Par ailleurs, Stacy a, depuis, été autorisée à sortir de l’hôpital mais est toujours suivie de près par les médecins du public et du privé. «Les infirmières m’ont appris que les examens médicaux avaient démontré qu’elle avait fait une overdose de pilules abortives. Elle en avait pris beaucoup trop en très peu de temps, d’où ses complications de santé. Son col est bel et bien ouvert mais elle n’est toujours pas sortie d’affaire. D’ailleurs, l’embryon est toujours vivant, mais à ce stade, nous ne pouvons qu’attendre pour connaître son évolution», confie Murielle. Elle est rongée par l’inquiétude : «On m’a appris que l’état de santé de Stacy risquait de se dégrader davantage car elle est très faible. À chaque fois qu’elle tente de se déplacer, elle fait un malaise. Elle va mal.» Néanmoins, dit-elle, «ma fille reste optimiste malgré tous ses soucis de santé. Elle veut à tout prix mener sa grossesse à terme. Je ne peux qu’espérer que tout ira pour le mieux pour elle».

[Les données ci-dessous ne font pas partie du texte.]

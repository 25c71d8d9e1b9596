//! # Tabsplit Core
//!
//! Domain types, the assignment reducer, and the settlement calculator for
//! the tabsplit bill-splitting engine. This crate has **zero framework
//! dependencies** — it defines the data model and the pure algorithms that
//! all other crates build on.
//!
//! ## Design Philosophy
//!
//! The three external AI capabilities (receipt extraction, command
//! interpretation, split auditing) are defined as traits here. Backend
//! implementations live in `tabsplit-providers`. This enables:
//! - Swapping the backing model/service via configuration
//! - Easy testing with scripted/stub implementations
//! - Clean dependency graph (all crates depend inward on core)
//!
//! The reducer ([`Assignments::apply`]) and the calculator ([`settle`]) are
//! pure: they take read-only views and return new values, so they can be
//! called repeatedly without synchronization.

pub mod assignment;
pub mod audit;
pub mod error;
pub mod extract;
pub mod interpret;
pub mod receipt;
pub mod settle;

// Re-export key types at crate root for ergonomics
pub use assignment::{ActionKind, AssignmentAction, Assignments};
pub use audit::{AuditRequest, SplitAuditor};
pub use error::{Error, Result};
pub use extract::{ReceiptExtractor, ReceiptImage};
pub use interpret::{CommandContext, CommandInterpreter, Interpretation};
pub use receipt::{ReceiptData, ReceiptItem};
pub use settle::{PersonTotal, Settlement, settle};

Murielle lance un appel aux adolescentes qui traversent une situation similaire : «Peu importe la situation, soyez toujours ouvertes, renseignez-vous, et sachez que vous avez toujours le choix. Aux parents, sachez que l’état de santé de votre enfant doit rester votre priorité. L’arrivée d’un enfant reste un miracle.»
(*prénoms modifiés)
Ce n’est pas la première fois qu’il a des démêlés avec la justice concernant des avortements clandestins allégués. Le Dr Kabed Jaunbaccus, médecin généraliste diplômé du Nigeria, avait déjà été appréhendé en 2004 suite au décès d’une femme à qui il aurait fait subir un avortement. L’époux de la défunte avait consigné une déposition à la police pour dire qu’il avait accompagné la victime au cabinet du médecin, à Vacoas, et que celui-ci lui aurait fait deux injections pour interrompre sa grossesse. Par la suite, la femme aurait succombé à des complications liées à cette intervention chez elle. Faisant l’objet de deux chefs d’accusation – avortement et coups et blessures involontaires ayant entraîné la mort –, le Dr Kabed Jaunbaccus avait nié avoir reçu cette patiente. En 2005, il a à nouveau été inquiété après qu’une femme de 35 ans, domiciliée à Vacoas, avait été admise à l’hôpital Victoria car souffrant de douleurs atroces au ventre. Lorsque les médecins ont compris qu’elle avait eu recours à une interruption volontaire de grossesse, la police a été alertée. Questionnée, la trentenaire avait déclaré s’être rendue au cabinet du médecin, à Vacoas, pour pratiquer un avortement. Appréhendé, le Dr Kabed Jaunbaccus avait nié les faits qui lui étaient reprochés et affirmé qu’il aurait seulement prescrit des médicaments à la victime après qu’elle avait fait une fausse couche.